Центральный аэродром в те годы был центром авиационной культуры, на нём размещались: авиашкола, НОА (Научно-опытный аэродром), психофизическая лаборатория, ремонтные мастерские самолётов, ангары завода №1. Затем стали строиться испытательные станции наших авиаконструкторов и первый гражданский аэропорт. Таким образом, всё, что появлялось нового, было на виду и мгновенно докладывалось дальше.
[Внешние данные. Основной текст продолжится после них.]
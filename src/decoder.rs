/// Parses raw log topics/data into canonical `PositionEvent` records for
/// the three NFPM event kinds. Decode failures are fatal for that single
/// log, never for the batch: the caller counts and skips them.
use crate::error::DecodeError;
use crate::types::{ChainId, EventKind, Log, PositionEvent, Source};
use chrono::{TimeZone, Utc};
use num_bigint::{BigInt, Sign};

pub const TOPIC_INCREASE_LIQUIDITY: &str =
    "0x3067048beee31b25b2f1681f88dac838c8bba36af25bfb2b7cf7473a5847e35f";
pub const TOPIC_DECREASE_LIQUIDITY: &str =
    "0x26f6a048ee9138f2c0ce266f322cb99228e8d619ae2bff30c67f8dcf9d2377b4";
/// The authoritative NonfungiblePositionManager `Collect` topic-0. Other
/// values seen in the wild are stale and must not be accepted.
pub const TOPIC_COLLECT: &str =
    "0x40d0efd1a53d60ecbf40971b9daf7dc90178c3aadc7aab1765632738fa8b8f01";

const WORD_BYTES: usize = 32;

fn strip_0x(s: &str) -> &str {
    s.strip_prefix("0x").or_else(|| s.strip_prefix("0X")).unwrap_or(s)
}

fn decode_hex(field: &'static str, s: &str) -> Result<Vec<u8>, DecodeError> {
    hex::decode(strip_0x(s)).map_err(|_| DecodeError::BadHex {
        field,
        value: s.to_string(),
    })
}

fn word_to_uint(word: &[u8]) -> BigInt {
    BigInt::from_bytes_be(Sign::Plus, word)
}

/// `topics[1]` is the indexed `tokenId`, a 32-byte big-endian word.
fn decode_token_id(log: &Log) -> Result<BigInt, DecodeError> {
    let raw = log.topics.get(1).ok_or(DecodeError::MissingTopic(1))?;
    let bytes = decode_hex("topics[1]", raw)?;
    Ok(word_to_uint(&bytes))
}

/// The last 20 bytes of a 32-byte address word, formatted as `0x`-prefixed hex.
fn word_to_address(word: &[u8]) -> String {
    format!("0x{}", hex::encode(&word[WORD_BYTES - 20..]))
}

pub fn decode_log(log: &Log) -> Result<PositionEvent, DecodeError> {
    let topic0 = log.topics.first().ok_or(DecodeError::MissingTopic(0))?;

    let kind = match topic0.as_str() {
        t if t.eq_ignore_ascii_case(TOPIC_INCREASE_LIQUIDITY) => EventKind::IncreaseLiquidity,
        t if t.eq_ignore_ascii_case(TOPIC_DECREASE_LIQUIDITY) => EventKind::DecreaseLiquidity,
        t if t.eq_ignore_ascii_case(TOPIC_COLLECT) => EventKind::Collect,
        other => return Err(DecodeError::UnknownTopic(other.to_string())),
    };

    let data = decode_hex("data", &log.data)?;
    let nft_token_id = decode_token_id(log)?;
    let block_timestamp = Utc
        .timestamp_opt(log.time_stamp as i64, 0)
        .single()
        .unwrap_or_else(Utc::now);

    match kind {
        EventKind::IncreaseLiquidity | EventKind::DecreaseLiquidity => {
            let kind_name = if kind == EventKind::IncreaseLiquidity {
                "IncreaseLiquidity"
            } else {
                "DecreaseLiquidity"
            };
            if data.len() != 3 * WORD_BYTES {
                return Err(DecodeError::BadDataLength {
                    kind: kind_name,
                    expected: 3 * WORD_BYTES,
                    got: data.len(),
                });
            }
            let liquidity = word_to_uint(&data[0..WORD_BYTES]);
            let amount0 = word_to_uint(&data[WORD_BYTES..2 * WORD_BYTES]);
            let amount1 = word_to_uint(&data[2 * WORD_BYTES..3 * WORD_BYTES]);

            Ok(PositionEvent {
                id: None,
                chain: log.chain,
                nft_token_id,
                event_kind: kind,
                block_number: log.block_number,
                transaction_index: log.transaction_index,
                log_index: log.log_index,
                transaction_hash: log.transaction_hash.clone(),
                block_timestamp,
                source: Source::Onchain,
                amount0,
                amount1,
                liquidity_delta: Some(liquidity),
                recipient: None,
            })
        }
        EventKind::Collect => {
            if data.len() != 3 * WORD_BYTES {
                return Err(DecodeError::BadDataLength {
                    kind: "Collect",
                    expected: 3 * WORD_BYTES,
                    got: data.len(),
                });
            }
            let recipient = word_to_address(&data[0..WORD_BYTES]);
            let amount0 = word_to_uint(&data[WORD_BYTES..2 * WORD_BYTES]);
            let amount1 = word_to_uint(&data[2 * WORD_BYTES..3 * WORD_BYTES]);

            Ok(PositionEvent {
                id: None,
                chain: log.chain,
                nft_token_id,
                event_kind: EventKind::Collect,
                block_number: log.block_number,
                transaction_index: log.transaction_index,
                log_index: log.log_index,
                transaction_hash: log.transaction_hash.clone(),
                block_timestamp,
                source: Source::Onchain,
                amount0,
                amount1,
                liquidity_delta: None,
                recipient: Some(recipient),
            })
        }
    }
}

#[cfg(test)]
mod tests {
    use super::*;

    fn word_hex(value: u64) -> String {
        let mut bytes = [0u8; WORD_BYTES];
        bytes[WORD_BYTES - 8..].copy_from_slice(&value.to_be_bytes());
        hex::encode(bytes)
    }

    fn make_log(topic0: &str, token_id: u64, data_words: &[String]) -> Log {
        Log {
            chain: ChainId::Arbitrum,
            address: "0xC36442b4a4522E871399CD717aBDD847Ab11FE88".to_string(),
            block_number: 110,
            block_hash: "0xblockA".to_string(),
            time_stamp: 1_700_000_000,
            transaction_hash: "0xtxabc".to_string(),
            transaction_index: 0,
            log_index: 0,
            topics: vec![
                topic0.to_string(),
                format!("0x{}", word_hex(token_id)),
            ],
            data: format!("0x{}", data_words.join("")),
            removed: false,
        }
    }

    #[test]
    fn test_decode_increase_liquidity() {
        let log = make_log(
            TOPIC_INCREASE_LIQUIDITY,
            4891913,
            &[word_hex(500), word_hex(1000), word_hex(2000)],
        );
        let event = decode_log(&log).unwrap();
        assert_eq!(event.event_kind, EventKind::IncreaseLiquidity);
        assert_eq!(event.liquidity_delta.unwrap(), BigInt::from(500));
        assert_eq!(event.amount0, BigInt::from(1000));
        assert_eq!(event.amount1, BigInt::from(2000));
        assert_eq!(event.nft_token_id, BigInt::from(4891913));
        assert!(event.recipient.is_none());
    }

    #[test]
    fn test_decode_collect_recovers_recipient() {
        let addr_hex = "00000000000000000000000000000000000aa0"; // 20 bytes
        let addr_bytes = hex::decode(addr_hex).unwrap();
        let mut recipient_word = [0u8; WORD_BYTES];
        recipient_word[WORD_BYTES - 20..].copy_from_slice(&addr_bytes);
        let log = make_log(
            TOPIC_COLLECT,
            7,
            &[hex::encode(recipient_word), word_hex(10), word_hex(20)],
        );
        let event = decode_log(&log).unwrap();
        assert_eq!(event.event_kind, EventKind::Collect);
        assert_eq!(event.recipient.unwrap(), format!("0x{addr_hex}"));
        assert_eq!(event.amount0, BigInt::from(10));
        assert_eq!(event.amount1, BigInt::from(20));
    }

    #[test]
    fn test_unknown_topic_rejected() {
        let log = make_log("0xdeadbeef", 1, &[word_hex(0), word_hex(0), word_hex(0)]);
        assert!(matches!(decode_log(&log), Err(DecodeError::UnknownTopic(_))));
    }

    #[test]
    fn test_bad_data_length_rejected() {
        let mut log = make_log(TOPIC_INCREASE_LIQUIDITY, 1, &[word_hex(1), word_hex(2), word_hex(3)]);
        log.data = format!("{}ab", log.data); // one extra byte
        assert!(matches!(
            decode_log(&log),
            Err(DecodeError::BadDataLength { .. })
        ));
    }

    #[test]
    fn test_missing_token_id_topic_rejected() {
        let mut log = make_log(TOPIC_DECREASE_LIQUIDITY, 1, &[word_hex(1), word_hex(2), word_hex(3)]);
        log.topics.truncate(1);
        assert!(matches!(decode_log(&log), Err(DecodeError::MissingTopic(1))));
    }
}
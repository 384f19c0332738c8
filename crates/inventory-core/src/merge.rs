//! Recursive mapping merge primitive
//!
//! Every other component combines variable contributions through this one
//! function, applied left-to-right across ordered sequences so that later
//! contributions take precedence.

use serde_yaml::Value;

/// Deep merge two YAML values
///
/// If both values are mappings, merge them recursively with `overlay` taking
/// precedence. Otherwise `overlay` replaces `base` wholesale; sequences and
/// scalars are never concatenated. Keys present on only one side pass through
/// unchanged.
pub fn deep_merge(base: &mut Value, overlay: &Value) {
    match (base, overlay) {
        (Value::Mapping(base_map), Value::Mapping(overlay_map)) => {
            for (key, overlay_val) in overlay_map {
                if let Some(base_val) = base_map.get_mut(key) {
                    deep_merge(base_val, overlay_val);
                } else {
                    base_map.insert(key.clone(), overlay_val.clone());
                }
            }
        }
        (base, overlay) => {
            *base = overlay.clone();
        }
    }
}
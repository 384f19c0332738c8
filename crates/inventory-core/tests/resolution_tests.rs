//! End-to-end resolution runs over an in-memory inventory

use std::collections::HashMap;

use pretty_assertions::assert_eq;
use serde_yaml::Value;

use inventory_core::{
    Contribution, Error, Invocation, Inventory, ResolutionSession, SiteVarsDoc, VariableLayers,
};

fn yaml(s: &str) -> Value {
    serde_yaml::from_str(s).unwrap()
}

fn inventory() -> Inventory {
    Inventory::from_value(&yaml(
        r#"
projects:
  p1:
    web:
      development: 192.168.50.5
  p2:
    web:
      development:
        - ansible_host: 192.168.50.6
          vagrant_autostart: true
groups:
  active:
    children: [p1, p2]
    web:
      development:
        - ansible_host: 192.168.50.9
          base_project: p2
"#,
    ))
    .unwrap()
}

fn layer(doc: &str) -> Vec<Contribution> {
    Contribution::layer_from_value(&yaml(doc)).unwrap()
}

fn project_doc(project: &str, doc: &str) -> (String, SiteVarsDoc) {
    (
        project.to_string(),
        SiteVarsDoc::from_value(project, &yaml(doc)).unwrap(),
    )
}

fn layers() -> VariableLayers {
    VariableLayers {
        site_vars_default: layer("[{all: {local_path: 'www/{{ site }}', current_path: current}}]"),
        site_vars_global: layer("[{p1: {current_path: live}}]"),
        project_vars: HashMap::from([
            project_doc(
                "p1",
                r#"
site_vars_for_project:
  - all: {local_path: 'apps/{{ site }}'}
site_vars:
  p1.dev:
    - all: {site_hosts: [{canonical: '{{ site }}', redirects: ['www.{{ site }}']}]}
    - p1: {multisite: {enabled: true, subdomains: true}}
"#,
            ),
            project_doc(
                "p2",
                r#"
site_vars:
  p2.dev:
    - all: {site_hosts: [{canonical: p2.dev, redirects: [www.p1.dev]}]}
"#,
            ),
        ]),
    }
}

fn session(invocation: Invocation) -> ResolutionSession {
    ResolutionSession::new(inventory(), layers(), serde_yaml::Mapping::new(), invocation)
}

#[test]
fn single_project_machine_resolves_all_layers() {
    let resolution = session(Invocation::default()).run().unwrap();
    let p1 = resolution.machines.get("p1").unwrap();

    assert_eq!(p1.ip, "192.168.50.5");
    let paths = &p1.site_paths["p1.dev"];
    // project layer overrides the default local_path template
    assert_eq!(paths.local, "apps/p1.dev");
    // global layer overrides the default current_path for p1 only
    assert_eq!(paths.current, "live");
    assert_eq!(p1.site_hosts, vec!["p1.dev", "www.p1.dev"]);
    assert!(p1.multisite_subdomains);
    assert!(!p1.vagrant_autostart);
}

#[test]
fn overlay_machine_carries_autostart_and_address() {
    let resolution = session(Invocation::default()).run().unwrap();
    let p2 = resolution.machines.get("p2").unwrap();

    assert_eq!(p2.ip, "192.168.50.6");
    assert!(p2.vagrant_autostart);
    assert_eq!(p2.site_paths["p2.dev"].current, "current");
}

#[test]
fn multi_project_machine_merges_targets() {
    let resolution = session(Invocation::default()).run().unwrap();
    let active = resolution.machines.get("active").unwrap();

    assert_eq!(active.ip, "192.168.50.9");
    assert!(active.site_paths.contains_key("p1.dev"));
    assert!(active.site_paths.contains_key("p2.dev"));
    // hostnames deduplicated first-seen across target projects
    assert_eq!(active.site_hosts, vec!["p1.dev", "www.p1.dev", "p2.dev"]);
    // last target project (p2, no multisite) overwrites p1's flag
    assert!(!active.multisite_subdomains);
    assert_eq!(active.base_project(), Some("p2"));
}

#[test]
fn bare_up_selects_autostart_machines_and_orders_them_first() {
    let resolution = session(Invocation::new(["up"])).run().unwrap();

    assert_eq!(resolution.selected, vec!["p2"]);
    // selected machines boot first; the rest keep candidate order
    assert_eq!(resolution.machines.names(), vec!["p2", "active", "p1"]);
}

#[test]
fn explicit_invocation_names_win_over_autostart() {
    let resolution = session(Invocation::new(["up", "p1"])).run().unwrap();
    assert_eq!(resolution.selected, vec!["p1"]);
    assert_eq!(resolution.machines.names()[0], "p1");
}

#[test]
fn regex_invocation_token_selects_by_inner_body() {
    let resolution = session(Invocation::new(["provision", "/^p/"])).run().unwrap();
    assert_eq!(resolution.selected, vec!["p1", "p2"]);
}

#[test]
fn local_vconfig_of_base_project_feeds_autostart_fallback() {
    let local: serde_yaml::Mapping = serde_yaml::from_str("vagrant_autostart: true").unwrap();
    let resolution = session(Invocation::default())
        .with_local_vconfigs(HashMap::from([("p2".to_string(), local)]))
        .run()
        .unwrap();

    // `active` declares base_project p2, so p2's local overrides apply to it
    assert!(resolution.machines.get("active").unwrap().vagrant_autostart);
    // ...but not to p1, whose base project is itself
    assert!(!resolution.machines.get("p1").unwrap().vagrant_autostart);
}

#[test]
fn all_projects_group_targets_every_dev_project() {
    let doc = yaml(
        r#"
projects:
  p1: {web: {development: 192.168.50.5}}
  p2: {web: {development: 192.168.50.6}}
groups:
  all-projects:
    web: {development: 192.168.50.11}
"#,
    );
    // reuse the standard variable layers
    let inv = Inventory::from_value(&doc).unwrap();
    let resolution =
        ResolutionSession::new(inv, layers(), serde_yaml::Mapping::new(), Invocation::default())
            .run()
            .unwrap();

    let all = resolution.machines.get("all-projects").unwrap();
    assert!(all.site_paths.contains_key("p1.dev"));
    assert!(all.site_paths.contains_key("p2.dev"));
}

fn two_site_fixture() -> (Inventory, VariableLayers) {
    let inv = Inventory::from_value(&yaml(
        "projects:\n  p1: {web: {development: 192.168.50.5}}\n",
    ))
    .unwrap();
    let layers = VariableLayers {
        site_vars_default: layer("[{all: {local_path: 'www/{{ site }}', current_path: current}}]"),
        site_vars_global: layer("[{p1: {current_path: live}}]"),
        project_vars: HashMap::from([project_doc(
            "p1",
            r#"
site_vars:
  z.dev:
    - all: {site_hosts: [{canonical: '{{ site }}'}], current_path: special}
  a.dev:
    - all: {site_hosts: [{canonical: '{{ site }}'}]}
"#,
        )]),
    };
    (inv, layers)
}

#[test]
fn site_override_does_not_leak_into_sibling_sites() {
    let (inv, layers) = two_site_fixture();
    let resolution =
        ResolutionSession::new(inv, layers, serde_yaml::Mapping::new(), Invocation::default())
            .run()
            .unwrap();
    let p1 = resolution.machines.get("p1").unwrap();

    // z.dev's own layer overrides current_path for z.dev only; a.dev still
    // resolves to the global value
    assert_eq!(p1.site_paths["z.dev"].current, "special");
    assert_eq!(p1.site_paths["a.dev"].current, "live");
}

#[test]
fn site_paths_keep_site_declaration_order() {
    let (inv, layers) = two_site_fixture();
    let resolution =
        ResolutionSession::new(inv, layers, serde_yaml::Mapping::new(), Invocation::default())
            .run()
            .unwrap();
    let p1 = resolution.machines.get("p1").unwrap();

    let sites: Vec<&str> = p1.site_paths.iter().map(|(site, _)| site).collect();
    assert_eq!(sites, vec!["z.dev", "a.dev"]);
}

#[test]
fn malformed_site_hosts_fails_the_whole_resolution() {
    let mut layers = layers();
    layers.project_vars.insert(
        "p2".to_string(),
        SiteVarsDoc::from_value(
            "p2",
            &yaml("site_vars:\n  p2.dev:\n    - all: {site_hosts: [{redirects: [www.p2.dev]}]}\n"),
        )
        .unwrap(),
    );

    let err = ResolutionSession::new(
        inventory(),
        layers,
        serde_yaml::Mapping::new(),
        Invocation::default(),
    )
    .run()
    .unwrap_err();

    assert!(matches!(
        err,
        Error::SiteHosts { ref project, ref site } if project == "p2" && site == "p2.dev"
    ));
}

#[test]
fn target_without_project_vars_is_fatal() {
    let inv = Inventory::from_value(&yaml(
        "projects:\n  solo: {web: {development: 10.0.0.5}}\n",
    ))
    .unwrap();
    let err = ResolutionSession::new(
        inv,
        VariableLayers::default(),
        serde_yaml::Mapping::new(),
        Invocation::default(),
    )
    .run()
    .unwrap_err();

    assert!(matches!(err, Error::ProjectVars { ref project } if project == "solo"));
}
Вскоре мне удалось блеснуть ещё раз. В Голландии была закуплена партия «Фоккеров» C-IV. Это был двухместный самолёт-разведчик и одновременно бомбардировщик. Воинская часть, стоявшая на нашем аэродроме, была уже оснащена этими самолётами. Лётчиков знакомил с машиной и выпускал в самостоятельный полёт наш инструктор - Николай Петрович Шебанов, блестящий пилот. Н.П.Шебанов на «Фоккере» C-IV, кроме крутых виражей, ничего не показывал. Но вот и к нам в школу, наконец, дали для переучивания этот самолёт. Он попал в мой ангар. Представитель фирмы «Фоккер», пожилой седой немец, хорошо по-европейски одетый, как-то поинтересовался: кто полетит первым на их самолёте. Ему показали на меня. Я тогда был одет более чем скромно: на голове - папаха из нитяных смушек
Вырулив на старт, я дал полный газ и, как только самолёт оторвался от земли, начал спираль с большим креном, сначала влево, а затем энергично переходя вправо. И так пока не набрал 250 метров. Быстро поставив самолёт в горизонтальный полёт, я сделал переворот влево, из переворота перешёл в петлю, из петли - в правый переворот, и снова две петли подряд. Высота стала 50 метров. При выходе из петли я поставил самолёт в левый вертикальный крен и, скользнув, - переложил в правый. После этого скользнул до выравнивания на посадку.
Полёт был весьма кратковременным, но эффект - поразительным. Подрулив к ангару, я сошёл с самолёта. Первым меня встретил немец. С улыбкой на лице, весьма довольный и одновременно удивлённый, он тряс мою руку. Подарил мне на память какой-то необыкновенный карандаш, зажигалку и что-то восторженно лепетал на немецком языке.
В ШКОЛЕ СТРЕЛЬБЫ И БОМБОМЕТАНИЯ В СЕРПУХОВЕ
Весной 1923 года
Сел я в свой «Мартинсайд», захватил комплект белья, поставил, прикрутив сзади себя, банку варенья, чтобы по прилёте с горя попить чайку (тогда я ничего не пил, кроме молока и чая), и полетел. Русские, как известно, во всех случаях пьют чай… Я вспомнил анекдот о том, как Вильгельм II, приехав на фронт, решил сам убедиться в эффекте атаки густыми колоннами. Атака была отбита. Наблюдая за окопами русских в бинокль после атаки, Вильгельм спросил:
– Что это за дымки поднимаются повсюду над окопами русских?
Ему ответили:
– Это русские пьют чай.
Что ж поделаешь, и мне ничего не оставалось, как только уповать по прилёте на чай.
Прилетев на аэродром в Серпухов, я опустился на заливной луг с мягкой нескошенной травой, как на перину. Подрулил к ангару. Механики давно меня дожидались, приняли самолёт, а я с маленьким чемоданчиком и вареньем пошёл в монастырь, в котором был расположен личный состав школы. Меня пригласил к себе один семейный старый инструктор. Мы сразу сели, как водится, за чай, и я поставил на стол свою банку варенья. Напившись чаю, я попросил разрешения ознакомиться с окружающей обстановкой. Меня, по правде говоря, не очень устраивало гостеприимство в семейном доме. Но мне повезло: как только я вышел во двор монастыря, то услышал сзади окрик и увидел Николая Константиновича Анчутина. Он сказал:
– Слон, идём ко мне! У меня отдельная келья и я один-одинёшенек, есть лишняя кровать и примус. Молочница приносит молоко, а Дуняша убирает келью.